Posts Tagged ‘Ezekiel’

Rick Warrren, False Prophets, Pharisees, and the Praise of Men

December 2, 2012
William Wilberforce (1759-1833)

William Wilberforce (1759-1833) (Photo credit: Wikipedia)

 

Jesus himself warned about the enemies of the Lord’s flock: wolves in sheep’s clothing who would lead his people astray.

Beware of false prophets, which come to you in sheep’s clothing, but inwardly they are ravening wolves.-Matthew 7:15

Therefore will I save my flock, and they shall no more be a prey; and I will judge between cattle and cattle. –Ezekiel 34:22

Here comes Rick Warren pretending to be an evangelical pastor, all the while showing fruits of anything but Biblical.

“By their fruits ye shall know them”, and “..judge righteous judgment”, the scripture says.

Did Jesus invite the Pharisees over to a meeting so he could tell his disciples what they thought about things? That’s what Rick Warren did, invited a person he knew believed in allowing prenatal infanticide.

Did Jesus ever steal even one thing that he or his disciples ever ate? Did he ever ask the Romans to help the poor with the moneys that the tax collectors were extorting from the subjects of the Roman Empire?

What did Jesus do when he saw the abuse by the money-changers and the merchants against the poor people who were sheep Ezekiel’s prophecy was talking about?

He made a long very nasty whip and drove those evil thieves out of the temple.

Rick Warren invited their enablers over to “feed” his congregation. Ezekiel called it “trampling them” underfoot and soiling their ground.

Proverbs 1:11-14 warns us not to cast in our lot or share “one purse” with evil men: and yet Rick Warren has bragged about working with enemies of the Gospel in some of the “charity” groups he works with, and he pays his dues to get into the world economic conference in Davros, Switzerland, where the money changers and the merchants of Hoseah 12:7 hang out and share ideas ([He is] a merchant, the balances of deceit [are] in his hand: he loveth to oppress.).

He hobnobs with the author of confusion by using half a dozen different Bible “versions” in almost every article he ever writes, and using 15 –fifteen!– different such variations from the Bible in his first book about purpose.

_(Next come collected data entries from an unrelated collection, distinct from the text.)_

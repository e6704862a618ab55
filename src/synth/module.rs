/*
 * @Date         : 2026-02-07
 * @Description  : 合成模块的公共协议（训练/评估/推理步 + 各组件初始化），
 *                 以及按模型族构造模块的工厂
 */

use std::collections::BTreeMap;
use std::path::PathBuf;

use serde::Serialize;
use tracing::warn;

use super::export::ExportReport;
use super::metrics::MetricFn;
use super::UnlabeledDcganModule;
use crate::config::{
    LabelingParadigm, ModelConfig, ModelFamily, NetworkRole, PerNetwork, SchedulerPolicy,
};
use crate::data::Compose;
use crate::errors::SynthError;
use crate::nn::{Loss, LrScheduler, Network, Optimizer, Sequential};
use crate::tensor::Tensor;

/// 一次优化器更新的结果：真正更新，或因 NaN 损失被跳过，二者互斥
#[derive(Debug, Clone, Copy, PartialEq, Eq, Serialize)]
#[serde(rename_all = "snake_case")]
pub enum UpdateOutcome {
    Stepped,
    Skipped,
}

/// 被 NaN 守卫跳过的一次更新
#[derive(Debug, Clone, Copy, PartialEq, Eq, Serialize)]
pub struct SkippedUpdate {
    pub batch_idx: usize,
    pub role: NetworkRole,
}

/// 单步的输出
///
/// 评估步不更新参数，`disc_update`与`gen_update`都为`None`。
#[derive(Debug, Clone, Default, PartialEq, Serialize)]
pub struct StepResult {
    pub disc_loss: f32,
    pub gen_loss: f32,
    pub metrics: BTreeMap<String, f32>,
    pub disc_update: Option<UpdateOutcome>,
    pub gen_update: Option<UpdateOutcome>,
}

/// 对抗中的一方：网络及其专属的优化器、调度器和损失
pub struct Player {
    pub network: Sequential,
    pub optimizer: Box<dyn Optimizer>,
    pub scheduler: Option<Box<dyn LrScheduler>>,
    pub loss: Box<dyn Loss>,
}

impl Player {
    /// NaN 守卫：损失不是有限数（NaN 或无穷）时跳过优化器更新（参数保持不变）并记录，否则更新并清零梯度。
    /// 随后按`policy`推进调度器。
    pub fn guarded_step(
        &mut self,
        role: NetworkRole,
        loss_is_non_finite: bool,
        batch_idx: usize,
        policy: SchedulerPolicy,
        skipped: &mut Vec<SkippedUpdate>,
    ) -> Result<UpdateOutcome, SynthError> {
        let outcome = if loss_is_non_finite {
            warn!("批次{batch_idx}中{role}的损失不是有限数，跳过本次优化器更新");
            skipped.push(SkippedUpdate { batch_idx, role });
            UpdateOutcome::Skipped
        } else {
            self.optimizer.step(&mut self.network)?;
            self.network.zero_grad();
            UpdateOutcome::Stepped
        };

        if let Some(scheduler) = self.scheduler.as_mut() {
            let advance = match policy {
                SchedulerPolicy::EveryBatch => true,
                SchedulerPolicy::AfterUpdate => outcome == UpdateOutcome::Stepped,
            };
            if advance {
                scheduler.step(self.optimizer.as_mut());
            }
        }
        Ok(outcome)
    }
}

/// 合成模块协议
///
/// 一个模型族（及其标注范式）对应一个实现。训练管理器只通过本 trait 驱动模块。
pub trait SynthesisModule {
    /// 一个训练批次：先判别器、后生成器
    fn training_step(&mut self, batch: &Tensor, batch_idx: usize)
    -> Result<StepResult, SynthError>;

    /// 验证批次，指标以`val_`为前缀
    fn validation_step(
        &mut self,
        batch: &Tensor,
        batch_idx: usize,
    ) -> Result<StepResult, SynthError>;

    /// 测试批次，指标以`test_`为前缀
    fn test_step(&mut self, batch: &Tensor, batch_idx: usize) -> Result<StepResult, SynthError>;

    /// 生成`n_images`张图像并执行后处理
    fn inference_step(&mut self, n_images: Option<usize>) -> Result<Tensor, SynthError>;

    /// 仅调用生成器
    fn forward(&mut self, n_images: Option<usize>) -> Result<Tensor, SynthError>;

    /// 每个训练 epoch 结束时调用；按配置的间隔导出检查点图像
    fn on_train_epoch_end(&mut self, epoch: usize) -> Result<Option<ExportReport>, SynthError>;

    fn model_config(&self) -> &ModelConfig;

    /// 迄今为止被 NaN 守卫跳过的所有更新
    fn skipped_updates(&self) -> &[SkippedUpdate];

    /*↓↓↓↓↓↓↓↓↓↓↓↓↓↓↓↓↓↓↓↓↓↓↓↓↓组件初始化↓↓↓↓↓↓↓↓↓↓↓↓↓↓↓↓↓↓↓↓↓↓↓↓↓*/
    fn initialize_networks(config: &ModelConfig) -> PerNetwork<Sequential>
    where
        Self: Sized;

    fn initialize_losses(config: &ModelConfig) -> Result<PerNetwork<Box<dyn Loss>>, SynthError>
    where
        Self: Sized;

    fn initialize_optimizers(
        config: &ModelConfig,
    ) -> Result<PerNetwork<Box<dyn Optimizer>>, SynthError>
    where
        Self: Sized;

    fn initialize_schedulers(
        config: &ModelConfig,
        optimizers: &mut PerNetwork<Box<dyn Optimizer>>,
    ) -> Result<PerNetwork<Option<Box<dyn LrScheduler>>>, SynthError>
    where
        Self: Sized;
    /*↑↑↑↑↑↑↑↑↑↑↑↑↑↑↑↑↑↑↑↑↑↑↑↑↑组件初始化↑↑↑↑↑↑↑↑↑↑↑↑↑↑↑↑↑↑↑↑↑↑↑↑↑*/
}

/// 按模型族与标注范式构造合成模块
pub struct ModuleFactory {
    model_config: ModelConfig,
    output_dir: PathBuf,
    metrics: BTreeMap<String, MetricFn>,
    postprocessing: Option<Compose>,
}

impl ModuleFactory {
    pub fn new(
        model_config: ModelConfig,
        output_dir: impl Into<PathBuf>,
        metrics: BTreeMap<String, MetricFn>,
        postprocessing: Option<Compose>,
    ) -> Self {
        Self {
            model_config,
            output_dir: output_dir.into(),
            metrics,
            postprocessing,
        }
    }

    pub fn get_module(self) -> Result<Box<dyn SynthesisModule>, SynthError> {
        let family = self.model_config.model_family()?;
        match (family, self.model_config.labeling_paradigm) {
            (ModelFamily::Dcgan, LabelingParadigm::Unlabeled) => {
                Ok(Box::new(UnlabeledDcganModule::new(
                    self.model_config,
                    self.output_dir,
                    self.metrics,
                    self.postprocessing,
                )?))
            }
            (family, paradigm) => Err(SynthError::UnsupportedLabeling {
                family: family.to_string(),
                paradigm: paradigm.to_string(),
            }),
        }
    }
}
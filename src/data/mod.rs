//! 数据加载模块
//!
//! 提供样本清单、数据划分、变换、数据集与批处理功能。
//!
//! # 主要组件
//!
//! - [`DataManifest`]: CSV 样本清单
//! - [`DataPartitions`]: 训练/验证/测试划分（按比例随机抽取）
//! - [`transforms`]: 预处理、数据增强与后处理变换
//! - [`ImageDataset`] / [`TensorDataset`]: 数据集
//! - [`DataLoader`]: `PyTorch` 风格的数据批量加载器
//! - [`DatasetFactory`] / [`DataloaderFactory`]: 按划分角色构造数据集与加载器
//! - [`DataError`]: 数据加载错误类型
//!
//! # 使用示例
//!
//! ```ignore
//! use only_synth::data::{DataLoader, TensorDataset};
//!
//! let dataset = TensorDataset::new(images, None);
//! let mut loader = DataLoader::new(Box::new(dataset), 32)
//!     .shuffle(true)
//!     .seed(42);
//!
//! for batch in loader.iter() {
//!     let batch = batch?;
//! }
//! ```

mod dataloader;
mod dataset;
pub mod error;
mod factory;
mod manifest;
mod partition;
pub mod transforms;

#[cfg(test)]
mod tests;

// Re-exports
pub use dataloader::{DataLoader, DataLoaderIterator};
pub use dataset::{Dataset, ImageDataset, TensorDataset};
pub use error::DataError;
pub use factory::{DataloaderFactory, DatasetFactory};
pub use manifest::{DataManifest, ManifestRow};
pub use partition::{DataPartitions, validate_ratios};
pub use transforms::{Compose, DataRole, Transform, TransformEnum};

He preaches a “social gospel”, which really means a “socialist gospel”. He pretends that his original idea is to help the poor. This is a major insult en grande against all the godly saints who have been healing and helping the poor ever since the earliest followers of the disciples. “Such as [they] had” they gave to those who needed it.

Rick advocates using the money governments steal from their subjects, but does not denounce the theft.

Almost 2,000 years before there was even such a baby as Rick Warren, before his members were written in his mother’s womb at conception (Psalm 137), women were leaving their babies at the front doors of the homes of Christian couples because they knew that baby would be well taken care of.

Two centuries before Rick Warren, God used William Wilberforce for a one-man campaign against the evil scourge of slavery. And fifteen centuries before even William Wilberforce, the man we know as St. Patrick shamed his followers and indirectly eventually the entire European continent into giving up slavery, until its resurgence met William Wilberforce and his mentor, the repentant former slave trader John Newton.

Long before Rick Warren got his congregation, the one we know as “Mother Theresa” was caring for the most outcast of all societies anywhere. I believe she bore the fruits of salvation, and I was impressed with the fact that in almost all her talks it was always Jesus this, Jesus that, Jesus all the time.

Rick Warren’s problem is that he seeks the praise of men rather than the praise of God, which is why he lets his underling proselytes do the dirty work that Saul did in Acts 7 and 8 before Saul was changed into Paul.

At least of the Pharisees Jesus could tell his followers to do “what they say”, even while telling them not to do what they do, not to follow their example. You can do what Rick Warren says when he is right, but not when he is wrong, and certainly do not follow his example lest ye bear the same fruits.